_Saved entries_
• • • • •
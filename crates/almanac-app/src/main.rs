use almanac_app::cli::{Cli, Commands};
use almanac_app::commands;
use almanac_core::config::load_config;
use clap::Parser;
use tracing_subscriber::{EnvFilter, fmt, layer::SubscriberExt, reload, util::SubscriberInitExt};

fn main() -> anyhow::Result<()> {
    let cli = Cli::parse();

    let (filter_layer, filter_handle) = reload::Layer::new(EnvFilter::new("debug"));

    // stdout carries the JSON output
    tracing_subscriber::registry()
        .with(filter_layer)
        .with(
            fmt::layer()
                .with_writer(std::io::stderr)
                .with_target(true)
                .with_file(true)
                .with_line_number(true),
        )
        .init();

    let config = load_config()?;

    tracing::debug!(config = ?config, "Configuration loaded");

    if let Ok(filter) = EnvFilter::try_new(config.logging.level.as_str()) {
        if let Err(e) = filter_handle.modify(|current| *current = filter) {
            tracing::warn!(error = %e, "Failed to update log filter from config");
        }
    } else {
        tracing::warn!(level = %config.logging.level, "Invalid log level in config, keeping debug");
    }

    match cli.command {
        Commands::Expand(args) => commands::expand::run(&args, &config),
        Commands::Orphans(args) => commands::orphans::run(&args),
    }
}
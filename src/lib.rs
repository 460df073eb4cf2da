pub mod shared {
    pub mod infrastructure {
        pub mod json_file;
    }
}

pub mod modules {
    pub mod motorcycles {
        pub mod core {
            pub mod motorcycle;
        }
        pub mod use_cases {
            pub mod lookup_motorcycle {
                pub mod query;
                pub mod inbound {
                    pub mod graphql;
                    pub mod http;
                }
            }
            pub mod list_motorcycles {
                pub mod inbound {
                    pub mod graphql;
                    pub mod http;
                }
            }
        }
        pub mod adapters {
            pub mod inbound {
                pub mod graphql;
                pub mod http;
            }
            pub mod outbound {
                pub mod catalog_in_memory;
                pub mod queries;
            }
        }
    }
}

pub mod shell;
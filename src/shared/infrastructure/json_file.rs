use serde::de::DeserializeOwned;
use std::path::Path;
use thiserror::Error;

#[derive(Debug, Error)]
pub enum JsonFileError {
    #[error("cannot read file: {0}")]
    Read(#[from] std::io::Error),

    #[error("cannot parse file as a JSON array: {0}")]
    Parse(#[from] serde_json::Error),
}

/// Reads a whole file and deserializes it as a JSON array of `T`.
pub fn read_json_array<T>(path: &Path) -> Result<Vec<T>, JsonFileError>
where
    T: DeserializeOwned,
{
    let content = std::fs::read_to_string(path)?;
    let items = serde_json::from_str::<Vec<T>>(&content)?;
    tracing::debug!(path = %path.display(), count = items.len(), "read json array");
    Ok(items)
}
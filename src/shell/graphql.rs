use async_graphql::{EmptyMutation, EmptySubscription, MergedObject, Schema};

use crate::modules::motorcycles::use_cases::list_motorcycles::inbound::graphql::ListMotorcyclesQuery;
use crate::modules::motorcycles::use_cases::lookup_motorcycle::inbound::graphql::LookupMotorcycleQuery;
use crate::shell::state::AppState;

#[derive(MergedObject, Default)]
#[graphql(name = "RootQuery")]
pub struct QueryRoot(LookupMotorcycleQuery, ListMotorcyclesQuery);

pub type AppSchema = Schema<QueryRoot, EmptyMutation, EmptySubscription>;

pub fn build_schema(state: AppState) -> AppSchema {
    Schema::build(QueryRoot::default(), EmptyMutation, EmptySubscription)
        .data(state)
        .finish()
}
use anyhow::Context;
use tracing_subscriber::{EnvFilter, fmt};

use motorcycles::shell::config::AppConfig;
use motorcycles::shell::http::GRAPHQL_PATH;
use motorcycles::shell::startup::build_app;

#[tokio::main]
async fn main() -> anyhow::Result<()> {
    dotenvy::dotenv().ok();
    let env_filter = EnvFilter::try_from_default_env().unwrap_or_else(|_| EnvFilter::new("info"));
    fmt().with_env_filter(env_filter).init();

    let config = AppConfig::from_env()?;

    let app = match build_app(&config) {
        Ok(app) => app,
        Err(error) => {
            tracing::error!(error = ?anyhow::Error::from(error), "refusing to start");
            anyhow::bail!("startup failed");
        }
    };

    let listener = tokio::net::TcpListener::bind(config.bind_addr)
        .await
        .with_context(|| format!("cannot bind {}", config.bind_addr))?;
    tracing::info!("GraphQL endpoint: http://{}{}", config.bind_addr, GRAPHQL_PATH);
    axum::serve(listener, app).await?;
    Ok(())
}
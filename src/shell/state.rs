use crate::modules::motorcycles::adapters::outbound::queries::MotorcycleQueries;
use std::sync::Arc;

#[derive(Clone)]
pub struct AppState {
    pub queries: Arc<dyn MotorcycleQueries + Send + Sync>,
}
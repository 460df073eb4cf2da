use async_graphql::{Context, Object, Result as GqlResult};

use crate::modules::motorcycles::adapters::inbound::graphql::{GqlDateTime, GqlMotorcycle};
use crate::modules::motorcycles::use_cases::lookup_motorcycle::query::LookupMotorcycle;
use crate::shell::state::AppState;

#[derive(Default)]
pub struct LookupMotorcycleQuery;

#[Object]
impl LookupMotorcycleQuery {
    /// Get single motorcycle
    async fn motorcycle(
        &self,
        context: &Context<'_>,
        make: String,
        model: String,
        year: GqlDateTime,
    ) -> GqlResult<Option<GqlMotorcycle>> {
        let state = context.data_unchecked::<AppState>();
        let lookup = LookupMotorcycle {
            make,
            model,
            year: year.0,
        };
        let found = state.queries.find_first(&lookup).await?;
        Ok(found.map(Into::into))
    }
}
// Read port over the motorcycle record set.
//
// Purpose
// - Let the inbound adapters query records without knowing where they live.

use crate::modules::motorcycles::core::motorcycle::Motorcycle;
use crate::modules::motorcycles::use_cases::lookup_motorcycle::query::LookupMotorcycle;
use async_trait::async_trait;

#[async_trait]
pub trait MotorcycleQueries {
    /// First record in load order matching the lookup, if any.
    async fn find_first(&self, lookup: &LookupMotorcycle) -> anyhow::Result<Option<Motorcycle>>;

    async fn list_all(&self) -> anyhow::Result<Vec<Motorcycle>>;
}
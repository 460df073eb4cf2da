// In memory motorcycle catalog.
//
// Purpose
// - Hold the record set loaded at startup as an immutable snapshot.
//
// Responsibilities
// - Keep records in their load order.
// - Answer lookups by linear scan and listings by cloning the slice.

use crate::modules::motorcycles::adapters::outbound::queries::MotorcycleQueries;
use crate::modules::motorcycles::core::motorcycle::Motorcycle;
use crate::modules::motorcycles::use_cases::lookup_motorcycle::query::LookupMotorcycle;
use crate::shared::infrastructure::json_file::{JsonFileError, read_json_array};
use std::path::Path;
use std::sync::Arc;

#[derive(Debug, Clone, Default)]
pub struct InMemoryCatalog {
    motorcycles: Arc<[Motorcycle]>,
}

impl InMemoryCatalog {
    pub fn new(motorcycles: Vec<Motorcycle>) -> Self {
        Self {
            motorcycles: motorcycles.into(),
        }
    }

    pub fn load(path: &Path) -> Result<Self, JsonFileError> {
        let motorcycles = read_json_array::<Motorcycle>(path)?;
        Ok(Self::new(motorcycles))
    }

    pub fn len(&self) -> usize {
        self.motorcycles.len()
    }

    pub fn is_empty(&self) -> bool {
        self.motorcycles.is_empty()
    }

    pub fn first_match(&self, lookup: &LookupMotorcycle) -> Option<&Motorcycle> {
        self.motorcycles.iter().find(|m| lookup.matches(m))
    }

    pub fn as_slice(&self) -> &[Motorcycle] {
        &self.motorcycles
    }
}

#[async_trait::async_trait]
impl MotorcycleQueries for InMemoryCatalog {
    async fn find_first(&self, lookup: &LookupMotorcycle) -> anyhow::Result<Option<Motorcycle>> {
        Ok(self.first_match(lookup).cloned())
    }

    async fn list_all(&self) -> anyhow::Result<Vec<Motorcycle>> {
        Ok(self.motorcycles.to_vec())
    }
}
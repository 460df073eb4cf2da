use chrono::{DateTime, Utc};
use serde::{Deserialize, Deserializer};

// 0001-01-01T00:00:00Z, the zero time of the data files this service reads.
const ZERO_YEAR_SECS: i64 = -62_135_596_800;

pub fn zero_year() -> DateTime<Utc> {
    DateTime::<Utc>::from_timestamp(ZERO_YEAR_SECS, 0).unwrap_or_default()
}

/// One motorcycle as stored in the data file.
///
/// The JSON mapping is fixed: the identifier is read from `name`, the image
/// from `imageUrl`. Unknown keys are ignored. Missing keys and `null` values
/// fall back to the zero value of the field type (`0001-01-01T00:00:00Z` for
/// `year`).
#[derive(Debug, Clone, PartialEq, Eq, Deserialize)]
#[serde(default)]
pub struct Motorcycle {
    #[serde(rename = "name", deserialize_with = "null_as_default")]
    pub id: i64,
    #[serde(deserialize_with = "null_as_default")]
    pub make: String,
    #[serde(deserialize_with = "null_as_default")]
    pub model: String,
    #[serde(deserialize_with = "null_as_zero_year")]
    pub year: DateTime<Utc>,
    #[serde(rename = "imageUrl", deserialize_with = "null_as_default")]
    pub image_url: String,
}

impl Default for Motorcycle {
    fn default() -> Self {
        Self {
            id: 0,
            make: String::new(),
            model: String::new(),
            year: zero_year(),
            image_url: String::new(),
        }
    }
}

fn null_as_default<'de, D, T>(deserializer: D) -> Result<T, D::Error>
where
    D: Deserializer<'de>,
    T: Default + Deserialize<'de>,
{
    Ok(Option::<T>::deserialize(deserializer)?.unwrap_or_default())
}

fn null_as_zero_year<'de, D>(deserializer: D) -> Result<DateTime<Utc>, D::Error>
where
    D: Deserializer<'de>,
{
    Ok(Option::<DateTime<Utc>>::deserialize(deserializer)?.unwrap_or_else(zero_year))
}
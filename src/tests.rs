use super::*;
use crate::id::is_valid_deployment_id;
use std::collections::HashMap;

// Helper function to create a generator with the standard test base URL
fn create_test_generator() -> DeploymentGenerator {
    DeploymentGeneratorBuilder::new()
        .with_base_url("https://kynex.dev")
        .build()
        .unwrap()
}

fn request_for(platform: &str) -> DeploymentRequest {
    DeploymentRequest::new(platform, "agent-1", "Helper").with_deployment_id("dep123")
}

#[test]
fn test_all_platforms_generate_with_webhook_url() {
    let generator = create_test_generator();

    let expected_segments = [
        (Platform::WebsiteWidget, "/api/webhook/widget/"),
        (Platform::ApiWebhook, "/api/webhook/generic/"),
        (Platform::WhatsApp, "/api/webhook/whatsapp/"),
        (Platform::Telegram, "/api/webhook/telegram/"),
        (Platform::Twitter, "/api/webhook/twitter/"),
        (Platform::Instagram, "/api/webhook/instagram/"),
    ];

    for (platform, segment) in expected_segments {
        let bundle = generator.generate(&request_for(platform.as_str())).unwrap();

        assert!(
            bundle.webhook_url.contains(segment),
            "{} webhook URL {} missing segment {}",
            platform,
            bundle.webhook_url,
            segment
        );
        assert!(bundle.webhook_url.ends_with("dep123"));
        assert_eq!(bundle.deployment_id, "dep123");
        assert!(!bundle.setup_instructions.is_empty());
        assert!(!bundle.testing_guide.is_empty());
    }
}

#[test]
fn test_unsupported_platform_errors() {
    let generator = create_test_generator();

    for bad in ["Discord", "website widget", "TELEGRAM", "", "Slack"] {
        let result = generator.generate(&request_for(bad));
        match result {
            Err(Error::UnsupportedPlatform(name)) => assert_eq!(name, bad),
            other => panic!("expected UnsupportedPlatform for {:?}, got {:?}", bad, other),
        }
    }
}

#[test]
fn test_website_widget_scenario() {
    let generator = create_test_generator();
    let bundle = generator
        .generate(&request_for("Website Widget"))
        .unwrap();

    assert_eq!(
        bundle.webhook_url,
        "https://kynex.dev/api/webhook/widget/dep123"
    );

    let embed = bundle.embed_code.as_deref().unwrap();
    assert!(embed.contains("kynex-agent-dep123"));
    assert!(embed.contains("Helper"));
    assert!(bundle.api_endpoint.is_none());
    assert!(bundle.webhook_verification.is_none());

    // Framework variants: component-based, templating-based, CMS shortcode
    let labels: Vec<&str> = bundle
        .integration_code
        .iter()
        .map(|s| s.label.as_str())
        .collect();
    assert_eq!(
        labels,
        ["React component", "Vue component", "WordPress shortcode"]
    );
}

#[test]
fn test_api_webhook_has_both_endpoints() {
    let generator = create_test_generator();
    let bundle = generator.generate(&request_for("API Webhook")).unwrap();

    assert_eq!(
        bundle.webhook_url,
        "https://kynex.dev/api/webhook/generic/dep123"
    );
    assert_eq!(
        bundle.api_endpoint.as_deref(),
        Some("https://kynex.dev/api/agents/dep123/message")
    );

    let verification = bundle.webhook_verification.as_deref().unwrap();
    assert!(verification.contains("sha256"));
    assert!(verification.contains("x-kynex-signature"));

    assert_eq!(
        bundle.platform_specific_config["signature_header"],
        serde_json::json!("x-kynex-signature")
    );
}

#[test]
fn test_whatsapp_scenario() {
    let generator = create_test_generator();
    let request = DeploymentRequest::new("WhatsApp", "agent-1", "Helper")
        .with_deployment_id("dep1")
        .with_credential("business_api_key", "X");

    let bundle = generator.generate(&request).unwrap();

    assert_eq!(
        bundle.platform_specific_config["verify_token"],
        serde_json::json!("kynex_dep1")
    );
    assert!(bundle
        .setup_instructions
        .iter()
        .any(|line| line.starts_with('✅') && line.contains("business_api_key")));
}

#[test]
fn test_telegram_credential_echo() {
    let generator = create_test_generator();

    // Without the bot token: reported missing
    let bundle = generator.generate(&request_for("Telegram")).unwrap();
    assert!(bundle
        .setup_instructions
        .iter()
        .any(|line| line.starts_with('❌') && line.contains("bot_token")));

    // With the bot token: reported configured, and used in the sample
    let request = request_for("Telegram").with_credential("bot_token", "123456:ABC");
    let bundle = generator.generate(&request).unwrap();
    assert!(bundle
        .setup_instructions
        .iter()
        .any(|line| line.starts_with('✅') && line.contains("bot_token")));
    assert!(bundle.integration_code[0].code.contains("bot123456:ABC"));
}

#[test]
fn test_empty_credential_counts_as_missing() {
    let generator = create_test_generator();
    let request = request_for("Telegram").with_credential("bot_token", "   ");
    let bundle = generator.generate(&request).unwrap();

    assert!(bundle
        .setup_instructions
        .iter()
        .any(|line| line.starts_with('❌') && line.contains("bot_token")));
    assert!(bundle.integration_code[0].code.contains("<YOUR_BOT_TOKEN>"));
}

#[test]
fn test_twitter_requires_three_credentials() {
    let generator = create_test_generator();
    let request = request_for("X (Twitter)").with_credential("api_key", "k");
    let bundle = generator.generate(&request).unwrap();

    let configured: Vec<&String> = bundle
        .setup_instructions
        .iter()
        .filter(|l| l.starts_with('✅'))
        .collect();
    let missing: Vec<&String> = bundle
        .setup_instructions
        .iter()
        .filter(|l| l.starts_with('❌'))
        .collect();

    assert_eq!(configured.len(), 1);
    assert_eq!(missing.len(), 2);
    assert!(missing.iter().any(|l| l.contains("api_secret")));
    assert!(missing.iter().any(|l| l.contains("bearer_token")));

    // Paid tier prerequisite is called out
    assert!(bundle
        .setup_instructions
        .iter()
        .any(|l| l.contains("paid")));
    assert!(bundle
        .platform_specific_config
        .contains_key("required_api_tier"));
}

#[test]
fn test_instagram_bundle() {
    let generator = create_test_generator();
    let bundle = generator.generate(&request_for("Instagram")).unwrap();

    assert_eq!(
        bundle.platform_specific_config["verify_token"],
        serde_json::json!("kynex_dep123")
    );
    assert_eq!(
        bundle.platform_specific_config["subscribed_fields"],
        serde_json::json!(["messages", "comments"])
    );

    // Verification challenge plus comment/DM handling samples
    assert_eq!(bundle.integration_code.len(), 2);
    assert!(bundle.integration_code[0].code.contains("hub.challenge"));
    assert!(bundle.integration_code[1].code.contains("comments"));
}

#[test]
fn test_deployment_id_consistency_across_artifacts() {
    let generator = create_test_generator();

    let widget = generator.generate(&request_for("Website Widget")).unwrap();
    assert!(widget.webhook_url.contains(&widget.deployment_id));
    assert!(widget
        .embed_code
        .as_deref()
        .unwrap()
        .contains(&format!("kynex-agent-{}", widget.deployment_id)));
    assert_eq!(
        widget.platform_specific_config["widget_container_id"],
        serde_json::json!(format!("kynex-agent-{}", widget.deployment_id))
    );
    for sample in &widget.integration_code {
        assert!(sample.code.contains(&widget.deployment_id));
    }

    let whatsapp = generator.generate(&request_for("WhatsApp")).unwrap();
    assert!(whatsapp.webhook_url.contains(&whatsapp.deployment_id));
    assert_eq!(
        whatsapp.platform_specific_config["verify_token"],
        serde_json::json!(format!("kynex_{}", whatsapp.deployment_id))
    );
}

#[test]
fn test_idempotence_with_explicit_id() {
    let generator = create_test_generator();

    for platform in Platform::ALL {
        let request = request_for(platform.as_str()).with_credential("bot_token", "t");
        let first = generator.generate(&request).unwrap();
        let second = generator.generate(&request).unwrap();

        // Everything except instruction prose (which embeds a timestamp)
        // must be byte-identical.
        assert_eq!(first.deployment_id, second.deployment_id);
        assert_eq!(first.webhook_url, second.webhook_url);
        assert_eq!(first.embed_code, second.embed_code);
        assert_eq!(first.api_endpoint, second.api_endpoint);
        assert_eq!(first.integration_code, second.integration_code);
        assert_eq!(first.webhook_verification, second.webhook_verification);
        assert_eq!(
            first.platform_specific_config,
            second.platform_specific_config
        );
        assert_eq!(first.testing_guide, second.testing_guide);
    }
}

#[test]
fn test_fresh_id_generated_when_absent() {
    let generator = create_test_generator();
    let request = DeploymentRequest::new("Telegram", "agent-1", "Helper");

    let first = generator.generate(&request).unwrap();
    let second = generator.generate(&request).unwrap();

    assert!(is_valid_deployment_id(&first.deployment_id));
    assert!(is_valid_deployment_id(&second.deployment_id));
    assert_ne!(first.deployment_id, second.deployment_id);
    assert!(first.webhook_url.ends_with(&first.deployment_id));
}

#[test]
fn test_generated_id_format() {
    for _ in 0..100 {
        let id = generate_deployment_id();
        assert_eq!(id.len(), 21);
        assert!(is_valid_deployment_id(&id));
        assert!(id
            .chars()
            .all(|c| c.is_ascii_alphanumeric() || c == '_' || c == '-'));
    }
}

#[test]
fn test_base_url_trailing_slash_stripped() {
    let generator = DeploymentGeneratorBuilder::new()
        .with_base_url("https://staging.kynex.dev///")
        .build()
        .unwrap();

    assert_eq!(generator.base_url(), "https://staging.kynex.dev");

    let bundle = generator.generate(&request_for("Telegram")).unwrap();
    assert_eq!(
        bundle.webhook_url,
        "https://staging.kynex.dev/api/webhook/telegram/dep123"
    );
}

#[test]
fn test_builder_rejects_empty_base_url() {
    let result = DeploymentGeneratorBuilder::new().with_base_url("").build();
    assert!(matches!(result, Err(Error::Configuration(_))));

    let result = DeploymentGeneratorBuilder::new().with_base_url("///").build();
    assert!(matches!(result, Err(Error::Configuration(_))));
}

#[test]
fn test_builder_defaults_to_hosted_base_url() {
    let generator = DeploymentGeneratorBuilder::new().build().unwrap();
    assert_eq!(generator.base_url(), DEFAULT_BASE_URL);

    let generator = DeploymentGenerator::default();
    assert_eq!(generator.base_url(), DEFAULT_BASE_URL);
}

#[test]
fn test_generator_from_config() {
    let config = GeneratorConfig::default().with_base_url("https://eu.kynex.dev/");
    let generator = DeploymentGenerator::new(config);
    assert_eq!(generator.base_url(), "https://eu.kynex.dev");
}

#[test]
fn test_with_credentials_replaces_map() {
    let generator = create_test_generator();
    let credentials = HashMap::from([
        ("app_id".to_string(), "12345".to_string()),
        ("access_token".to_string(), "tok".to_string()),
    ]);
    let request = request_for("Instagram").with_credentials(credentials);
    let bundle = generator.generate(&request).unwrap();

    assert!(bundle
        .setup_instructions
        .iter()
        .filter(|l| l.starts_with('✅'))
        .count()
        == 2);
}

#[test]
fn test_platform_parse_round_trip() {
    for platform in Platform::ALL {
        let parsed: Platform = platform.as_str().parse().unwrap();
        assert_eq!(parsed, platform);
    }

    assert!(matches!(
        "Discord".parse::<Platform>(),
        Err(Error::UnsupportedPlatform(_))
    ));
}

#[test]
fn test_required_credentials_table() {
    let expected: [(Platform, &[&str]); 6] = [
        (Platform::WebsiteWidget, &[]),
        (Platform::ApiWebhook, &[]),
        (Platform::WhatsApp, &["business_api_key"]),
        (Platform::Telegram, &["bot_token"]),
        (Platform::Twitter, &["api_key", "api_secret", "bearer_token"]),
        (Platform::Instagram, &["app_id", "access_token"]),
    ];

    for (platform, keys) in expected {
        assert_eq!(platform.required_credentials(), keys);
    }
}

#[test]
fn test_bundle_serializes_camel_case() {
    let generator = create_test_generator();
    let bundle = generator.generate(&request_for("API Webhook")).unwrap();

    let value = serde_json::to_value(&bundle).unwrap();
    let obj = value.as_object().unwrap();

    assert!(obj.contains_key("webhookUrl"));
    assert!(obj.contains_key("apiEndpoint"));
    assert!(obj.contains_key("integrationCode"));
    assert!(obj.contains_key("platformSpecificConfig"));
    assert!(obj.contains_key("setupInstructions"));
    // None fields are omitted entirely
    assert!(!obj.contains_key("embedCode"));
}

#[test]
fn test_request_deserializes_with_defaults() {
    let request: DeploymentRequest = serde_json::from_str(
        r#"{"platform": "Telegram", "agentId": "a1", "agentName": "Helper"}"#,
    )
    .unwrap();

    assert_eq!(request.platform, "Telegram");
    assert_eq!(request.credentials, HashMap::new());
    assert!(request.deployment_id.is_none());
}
• • • • •
_Goal of the exercise_
Look through the records and copy every line that has the word "MergedObject".

_Written answer_
use async_graphql::{EmptyMutation, EmptySubscription, MergedObject, Schema};
#[derive(MergedObject, Default)]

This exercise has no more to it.